The plane engines were too loud to waste effort with empty words. He just nodded.
‘But you had each other. That’s something.’
His nod continued, shadows lingering around his gaze. But then they cleared as if by conscious effort. He came fully back to the present. She grew almost uncomfortable under his steady regard as his eyes lifted.
‘You’re very easy to talk to, Aimee.’
The compliment warmed her and filled her body with helium. But she wasn’t about to take it to heart. She couldn’t afford to. ‘People say that. I guess it’s because you have no emotional stake in me. Like talking to a bartender.’
He snorted. ‘You don’t go to many bars, obviously.’
She wrinkled her nose. ‘No, not many. Does that not happen?’
‘Not outside of the movies.’
‘Oh.’
‘Besides, it’s not exactly true, Aimee.’ Blue heat simmered.
‘What’s not?’
‘We’re hardly strangers,’ he said. ‘We’ve been through a lot. I … we’re friends. Aren’t we? No matter how unconventional our meeting was.’
She hesitated to speak, fearing that if she opened her mouth the echo of her hard-hammering heart would come out instead of words. She nodded.
‘So it’s not true that I have no emotional stake in you at all.’
Her breath caught around the thumping in her chest. What in the world was she supposed to say to that?
‘Plus there’s …’ His hooded gaze was crowded with every thought running through his mind as he deliberated. He reached out and turned off the mini recorder. ‘The Kiss.’
Mortified warmth flared through her whole body. Had she really expected the topic to never to come up? She’d spent a lot of time analysing that kiss these past months, reliving it. And though she’d had a hard time regretting giving in to the impulse—even once she knew about the existence of Mrs Gregory—she was sorry for the way she’d forced it on him.
But she’d never expected it to earn uppercase status in his mind. The Kiss. And she’d really never expected him to raise it so openly.
She struggled for the right words. ‘That was my fault, Sam.’
‘I wasn’t chasing an apology. But I think we need to talk about it. Get it out of the way.’
Really? She just wanted to pretend it had never happened. ‘I’m not sure examining it is going to explain it. I was overwhelmed with fear and you were the one keeping me sane. I just needed the … human contact.’
Did she get any points for half-truths? Or did she lose one for the half she was hiding?
‘Aimee, you don’t need to justify why you did it.’
She frowned. ‘Then why raise it?’
He glanced around them at the half-empty plane and then leaned in. ‘Because it’s stayed with me.’
She stared at him, her breath thinning. Her mental oxygen mask dropped down. ‘Stayed?’
‘I was on the job. You were hurting. I totally understand why you did it. But what I don’t understand …’ his blue eyes pierced hers ‘… is why I let you.’

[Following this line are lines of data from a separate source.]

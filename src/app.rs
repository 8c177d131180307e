use std::time::Duration;

use crate::descriptor::{ArtifactRole, DatasetDescriptor, DescriptorOptions};
use crate::domain::{AcquisitionResult, ArchiveFormat, Split};
use crate::engine::{Acquirer, AcquisitionStatus};
use crate::error::PrepError;
use crate::fs_util::{ArchiveExtractor, FsArchiveExtractor};
use crate::output::ConsoleProgress;
use crate::process::Task;
use crate::table::{self, Table};
use crate::transport::{HttpTransport, TransferProgress, Transport};

#[derive(Debug, Clone)]
pub struct ProgressEvent {
    pub message: String,
    pub transfer: Option<TransferProgress>,
    pub elapsed: Option<Duration>,
}

impl ProgressEvent {
    pub fn message(message: impl Into<String>) -> Self {
        Self {
            message: message.into(),
            transfer: None,
            elapsed: None,
        }
    }

    pub fn transfer(progress: TransferProgress) -> Self {
        Self {
            message: String::new(),
            transfer: Some(progress),
            elapsed: None,
        }
    }
}

pub trait ProgressSink {
    fn event(&self, event: ProgressEvent);
}

/// A dataset instance: its descriptor plus the engine that materializes it.
pub struct Dataset<T: Transport, A: ArchiveExtractor> {
    descriptor: DatasetDescriptor,
    acquirer: Acquirer<T, A>,
    sink: Box<dyn ProgressSink>,
}

impl Dataset<HttpTransport, FsArchiveExtractor> {
    pub fn from_options(options: DescriptorOptions) -> Result<Self, PrepError> {
        let descriptor = DatasetDescriptor::new(options)?;
        Ok(Self::new(descriptor, HttpTransport::new()?, FsArchiveExtractor))
    }
}

impl<T: Transport, A: ArchiveExtractor> Dataset<T, A> {
    /// Progress goes to the console whenever a call asks for `verbose`. The
    /// descriptor's own flag only picks the default for `load` and [`Task::execute`].
    pub fn new(descriptor: DatasetDescriptor, transport: T, archive: A) -> Self {
        Self {
            descriptor,
            acquirer: Acquirer::new(transport, archive),
            sink: Box::new(ConsoleProgress::new()),
        }
    }

    pub fn with_sink(mut self, sink: impl ProgressSink + 'static) -> Self {
        self.sink = Box::new(sink);
        self
    }

    pub fn descriptor(&self) -> &DatasetDescriptor {
        &self.descriptor
    }

    pub fn acquirer(&self) -> &Acquirer<T, A> {
        &self.acquirer
    }

    pub fn ensure_acquired(&mut self, verbose: bool) -> Result<AcquisitionResult, PrepError> {
        self.acquirer
            .ensure_acquired(&mut self.descriptor, verbose, self.sink.as_ref())
    }

    pub fn refresh(&mut self, verbose: bool) -> Result<AcquisitionResult, PrepError> {
        self.acquirer
            .refresh(&mut self.descriptor, verbose, self.sink.as_ref())
    }

    pub fn is_downloaded(&self) -> bool {
        self.descriptor.is_downloaded()
    }

    pub fn is_extracted(&self) -> bool {
        self.descriptor.is_extracted()
    }

    pub fn status(&self) -> AcquisitionStatus {
        self.acquirer.status(&self.descriptor)
    }

    /// Loads a split's data (or labels) file into a table, acquiring first if needed.
    pub fn load(&mut self, split: Split, role: ArtifactRole) -> Result<Table, PrepError> {
        if !self.descriptor.split(split).present {
            return Err(PrepError::Configuration(format!(
                "split {split} is not present in this dataset"
            )));
        }
        let verbose = self.descriptor.verbose();
        self.ensure_acquired(verbose)?;

        let artifact = self
            .descriptor
            .artifacts(split)
            .into_iter()
            .find(|artifact| artifact.role == role)
            .ok_or_else(|| {
                PrepError::Configuration(format!("split {split} has no labels file"))
            })?;
        let folder = self.descriptor.split_folder(split);
        if ArchiveFormat::from_name(&artifact.name).is_some() && self.descriptor.extract() {
            return Err(PrepError::UnsupportedFormat(format!(
                "{} was unpacked into {folder}; load one of its files instead",
                artifact.name
            )));
        }
        table::load_table(folder.join(&artifact.name).as_std_path())
    }
}

impl<T: Transport, A: ArchiveExtractor> Task for Dataset<T, A> {
    fn name(&self) -> &str {
        self.descriptor.source()
    }

    fn execute(&mut self) -> Result<(), PrepError> {
        let verbose = self.descriptor.verbose();
        self.ensure_acquired(verbose).map(|_| ())
    }
}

Her tongue threatened to stick so firmly to her palate that it would be impossible to speak. She was sitting on a plane, heading for a hotel in a different city with a married man she’d non-consensually kissed, taking about said kiss….
She squirmed. ‘I didn’t really give you much option—’
‘You were tied to your seat. I could have moved out of your reach easily. Why didn’t I?’ His stare burned into her. ‘And why haven’t I forgotten it?’
It was hardly going to be uncontrollable lust—for a woman covered in blood and dirt and soaked in her own urine. She stared at him and shook her head: silent, lost.
The chief steward’s even tones streamed out of the overhead speakers, advising passengers that they were commencing their descent into Melbourne. She had no idea what he expected. So she did the only appropriate thing.
She brushed it off with a hollow laugh.
‘A mystery for the ages!’
His eyes narrowed. ‘It doesn’t bother you?’
Time to lie! ‘It bothers me that I did it. I’m embarrassed, of course.’
‘But that’s all?’
Time to run! She unclasped her seatbelt. ‘I’m just going to … Before we land. I’ll be right back.’
But before she’d made it to the next row she heard him behind her. ‘We’re going to have to talk about it at some point, Aimee.’